* EXERCISE GOAL
Only the opening lines of the listing, through the one with "use crate::systems::probe::CollisionProbe;", are to be retyped, each exactly as it stands.
----- RECORDS FOR PROCESSING -----
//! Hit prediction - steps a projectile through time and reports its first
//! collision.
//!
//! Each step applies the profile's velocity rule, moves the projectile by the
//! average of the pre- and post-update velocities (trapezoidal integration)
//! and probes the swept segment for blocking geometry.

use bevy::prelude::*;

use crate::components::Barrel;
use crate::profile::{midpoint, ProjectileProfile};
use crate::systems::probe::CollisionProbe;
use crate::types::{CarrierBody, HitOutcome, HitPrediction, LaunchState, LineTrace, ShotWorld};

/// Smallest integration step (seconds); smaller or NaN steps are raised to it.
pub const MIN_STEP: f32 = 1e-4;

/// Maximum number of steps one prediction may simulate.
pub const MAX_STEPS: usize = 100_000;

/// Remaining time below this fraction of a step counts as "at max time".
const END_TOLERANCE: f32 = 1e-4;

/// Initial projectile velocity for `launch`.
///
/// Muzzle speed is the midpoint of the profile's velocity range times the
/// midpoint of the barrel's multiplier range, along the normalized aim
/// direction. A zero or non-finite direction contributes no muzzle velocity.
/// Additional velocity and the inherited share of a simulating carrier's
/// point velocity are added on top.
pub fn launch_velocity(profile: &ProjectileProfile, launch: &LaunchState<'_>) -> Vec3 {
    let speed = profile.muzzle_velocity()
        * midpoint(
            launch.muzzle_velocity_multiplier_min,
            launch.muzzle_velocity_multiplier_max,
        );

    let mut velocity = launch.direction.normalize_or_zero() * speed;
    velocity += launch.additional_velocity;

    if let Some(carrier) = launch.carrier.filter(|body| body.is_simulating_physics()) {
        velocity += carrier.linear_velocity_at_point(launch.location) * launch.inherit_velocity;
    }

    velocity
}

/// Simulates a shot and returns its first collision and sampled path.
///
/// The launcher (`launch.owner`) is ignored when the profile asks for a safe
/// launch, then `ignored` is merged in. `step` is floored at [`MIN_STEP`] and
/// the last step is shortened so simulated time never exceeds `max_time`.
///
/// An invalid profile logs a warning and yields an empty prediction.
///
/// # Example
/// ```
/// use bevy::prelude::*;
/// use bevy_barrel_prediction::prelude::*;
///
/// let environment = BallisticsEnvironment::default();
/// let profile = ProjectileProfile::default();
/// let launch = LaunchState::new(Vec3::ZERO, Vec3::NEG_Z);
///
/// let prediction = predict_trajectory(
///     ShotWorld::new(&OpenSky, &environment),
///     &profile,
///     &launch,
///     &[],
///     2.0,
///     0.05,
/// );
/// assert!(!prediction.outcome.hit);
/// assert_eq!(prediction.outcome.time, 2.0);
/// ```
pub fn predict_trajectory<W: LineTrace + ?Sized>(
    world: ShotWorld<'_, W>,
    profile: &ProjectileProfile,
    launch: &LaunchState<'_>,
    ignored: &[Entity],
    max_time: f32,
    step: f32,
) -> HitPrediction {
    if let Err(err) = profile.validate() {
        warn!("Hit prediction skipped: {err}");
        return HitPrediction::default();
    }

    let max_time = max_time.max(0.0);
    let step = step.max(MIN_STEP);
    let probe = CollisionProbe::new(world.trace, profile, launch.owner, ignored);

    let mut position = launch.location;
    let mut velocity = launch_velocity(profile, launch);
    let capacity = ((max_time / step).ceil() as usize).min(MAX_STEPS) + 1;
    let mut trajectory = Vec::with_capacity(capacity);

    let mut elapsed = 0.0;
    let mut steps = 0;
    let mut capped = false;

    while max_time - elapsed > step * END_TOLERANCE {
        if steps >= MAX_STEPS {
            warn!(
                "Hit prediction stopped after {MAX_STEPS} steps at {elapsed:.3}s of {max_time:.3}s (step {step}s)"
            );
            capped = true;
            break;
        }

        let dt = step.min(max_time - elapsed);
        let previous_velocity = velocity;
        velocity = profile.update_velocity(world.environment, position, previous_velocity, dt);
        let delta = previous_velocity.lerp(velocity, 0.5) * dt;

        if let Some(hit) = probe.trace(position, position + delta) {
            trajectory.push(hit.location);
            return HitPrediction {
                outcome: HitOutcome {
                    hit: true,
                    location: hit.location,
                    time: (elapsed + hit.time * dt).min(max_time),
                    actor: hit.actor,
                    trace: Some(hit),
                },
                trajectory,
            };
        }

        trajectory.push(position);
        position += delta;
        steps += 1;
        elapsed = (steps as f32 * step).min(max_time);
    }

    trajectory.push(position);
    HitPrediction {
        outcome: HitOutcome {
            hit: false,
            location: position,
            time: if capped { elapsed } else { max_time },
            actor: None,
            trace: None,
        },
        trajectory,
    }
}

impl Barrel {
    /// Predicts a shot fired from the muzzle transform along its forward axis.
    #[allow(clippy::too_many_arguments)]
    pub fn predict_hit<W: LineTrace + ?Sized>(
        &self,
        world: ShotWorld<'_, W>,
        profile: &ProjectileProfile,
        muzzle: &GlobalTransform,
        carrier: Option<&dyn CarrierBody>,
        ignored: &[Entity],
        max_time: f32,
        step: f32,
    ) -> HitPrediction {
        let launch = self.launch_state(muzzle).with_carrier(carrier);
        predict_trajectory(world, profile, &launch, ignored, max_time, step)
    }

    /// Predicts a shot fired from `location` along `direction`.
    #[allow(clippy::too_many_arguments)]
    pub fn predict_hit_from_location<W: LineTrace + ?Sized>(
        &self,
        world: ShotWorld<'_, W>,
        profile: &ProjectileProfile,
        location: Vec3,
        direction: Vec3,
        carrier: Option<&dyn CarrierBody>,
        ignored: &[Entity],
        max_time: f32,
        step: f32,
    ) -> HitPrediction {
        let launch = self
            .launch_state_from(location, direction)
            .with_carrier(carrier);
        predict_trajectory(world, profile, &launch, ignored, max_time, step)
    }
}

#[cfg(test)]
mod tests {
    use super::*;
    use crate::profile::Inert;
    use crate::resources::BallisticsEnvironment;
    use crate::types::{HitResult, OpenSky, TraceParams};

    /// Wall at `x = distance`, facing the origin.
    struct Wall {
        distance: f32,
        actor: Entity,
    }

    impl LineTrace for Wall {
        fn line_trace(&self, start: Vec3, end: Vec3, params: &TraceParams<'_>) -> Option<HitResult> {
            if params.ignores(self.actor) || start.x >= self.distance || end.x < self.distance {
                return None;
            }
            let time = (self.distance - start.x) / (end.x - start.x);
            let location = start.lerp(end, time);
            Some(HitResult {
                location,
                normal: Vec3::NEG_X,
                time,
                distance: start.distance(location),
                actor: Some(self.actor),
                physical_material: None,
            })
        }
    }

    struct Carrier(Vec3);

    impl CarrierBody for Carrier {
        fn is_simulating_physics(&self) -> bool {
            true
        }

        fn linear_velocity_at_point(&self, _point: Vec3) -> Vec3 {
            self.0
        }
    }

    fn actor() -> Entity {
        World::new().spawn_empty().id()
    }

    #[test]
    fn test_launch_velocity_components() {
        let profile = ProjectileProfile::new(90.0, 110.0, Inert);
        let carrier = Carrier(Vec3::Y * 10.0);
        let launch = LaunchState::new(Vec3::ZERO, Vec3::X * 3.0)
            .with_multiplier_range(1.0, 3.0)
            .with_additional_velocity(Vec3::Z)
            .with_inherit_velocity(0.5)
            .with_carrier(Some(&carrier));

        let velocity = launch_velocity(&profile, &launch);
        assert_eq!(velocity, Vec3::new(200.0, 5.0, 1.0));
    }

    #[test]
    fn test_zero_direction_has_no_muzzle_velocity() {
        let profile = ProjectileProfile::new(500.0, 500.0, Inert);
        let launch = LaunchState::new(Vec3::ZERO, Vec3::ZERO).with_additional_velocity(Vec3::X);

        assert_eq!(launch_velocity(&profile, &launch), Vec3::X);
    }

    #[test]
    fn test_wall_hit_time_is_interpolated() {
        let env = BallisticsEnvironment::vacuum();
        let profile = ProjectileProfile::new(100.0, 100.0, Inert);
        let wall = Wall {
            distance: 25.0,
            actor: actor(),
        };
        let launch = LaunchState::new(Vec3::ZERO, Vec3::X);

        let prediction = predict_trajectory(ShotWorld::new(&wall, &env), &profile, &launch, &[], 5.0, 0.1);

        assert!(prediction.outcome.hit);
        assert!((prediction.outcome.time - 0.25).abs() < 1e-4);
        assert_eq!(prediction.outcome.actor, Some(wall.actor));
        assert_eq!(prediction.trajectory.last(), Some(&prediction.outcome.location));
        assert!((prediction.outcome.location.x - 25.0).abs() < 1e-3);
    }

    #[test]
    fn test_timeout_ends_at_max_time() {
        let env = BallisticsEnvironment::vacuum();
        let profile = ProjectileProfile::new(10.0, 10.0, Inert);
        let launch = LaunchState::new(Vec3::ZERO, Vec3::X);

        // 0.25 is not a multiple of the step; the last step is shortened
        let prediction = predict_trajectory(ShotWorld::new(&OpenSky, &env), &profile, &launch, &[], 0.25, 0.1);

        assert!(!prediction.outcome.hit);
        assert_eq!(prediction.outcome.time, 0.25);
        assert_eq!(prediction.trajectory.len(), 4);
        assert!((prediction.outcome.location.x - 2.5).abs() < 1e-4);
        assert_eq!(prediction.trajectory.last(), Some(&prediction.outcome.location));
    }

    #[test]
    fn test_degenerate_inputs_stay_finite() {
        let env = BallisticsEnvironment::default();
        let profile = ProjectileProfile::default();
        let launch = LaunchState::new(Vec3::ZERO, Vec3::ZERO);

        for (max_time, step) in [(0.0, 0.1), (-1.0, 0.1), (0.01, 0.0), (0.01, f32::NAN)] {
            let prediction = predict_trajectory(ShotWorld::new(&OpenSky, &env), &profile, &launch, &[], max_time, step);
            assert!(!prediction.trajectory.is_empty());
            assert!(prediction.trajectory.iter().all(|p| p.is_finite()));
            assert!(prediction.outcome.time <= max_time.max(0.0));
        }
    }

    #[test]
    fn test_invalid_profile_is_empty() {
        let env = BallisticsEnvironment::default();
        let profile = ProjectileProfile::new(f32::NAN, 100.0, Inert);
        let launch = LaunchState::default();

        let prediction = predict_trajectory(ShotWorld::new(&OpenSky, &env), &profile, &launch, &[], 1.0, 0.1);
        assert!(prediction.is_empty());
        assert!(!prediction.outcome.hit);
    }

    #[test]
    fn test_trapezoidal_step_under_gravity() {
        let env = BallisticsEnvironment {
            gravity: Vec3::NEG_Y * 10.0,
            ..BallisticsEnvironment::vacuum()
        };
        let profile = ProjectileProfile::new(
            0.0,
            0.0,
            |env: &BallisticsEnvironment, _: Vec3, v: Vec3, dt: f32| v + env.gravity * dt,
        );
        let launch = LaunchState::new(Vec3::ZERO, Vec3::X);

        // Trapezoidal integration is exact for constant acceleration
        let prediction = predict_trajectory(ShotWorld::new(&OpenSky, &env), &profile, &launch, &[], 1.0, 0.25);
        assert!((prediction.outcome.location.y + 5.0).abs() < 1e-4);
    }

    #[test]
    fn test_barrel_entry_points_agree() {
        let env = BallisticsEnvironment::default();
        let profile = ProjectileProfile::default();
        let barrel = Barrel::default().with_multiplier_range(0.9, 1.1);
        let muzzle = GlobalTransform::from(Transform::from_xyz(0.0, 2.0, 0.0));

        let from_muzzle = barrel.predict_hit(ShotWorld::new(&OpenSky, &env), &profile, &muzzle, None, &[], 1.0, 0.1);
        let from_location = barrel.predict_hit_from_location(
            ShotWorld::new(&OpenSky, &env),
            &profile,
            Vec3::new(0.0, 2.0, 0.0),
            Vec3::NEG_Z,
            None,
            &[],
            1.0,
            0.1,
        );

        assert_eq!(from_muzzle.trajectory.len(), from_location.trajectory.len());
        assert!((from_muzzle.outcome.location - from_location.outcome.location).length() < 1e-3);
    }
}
-----
* RESULT
//! Hit prediction - steps a projectile through time and reports its first
//! collision.
//!
//! Each step applies the profile's velocity rule, moves the projectile by the
//! average of the pre- and post-update velocities (trapezoidal integration)
//! and probes the swept segment for blocking geometry.

use bevy::prelude::*;

use crate::components::Barrel;
use crate::profile::{midpoint, ProjectileProfile};
use crate::systems::probe::CollisionProbe;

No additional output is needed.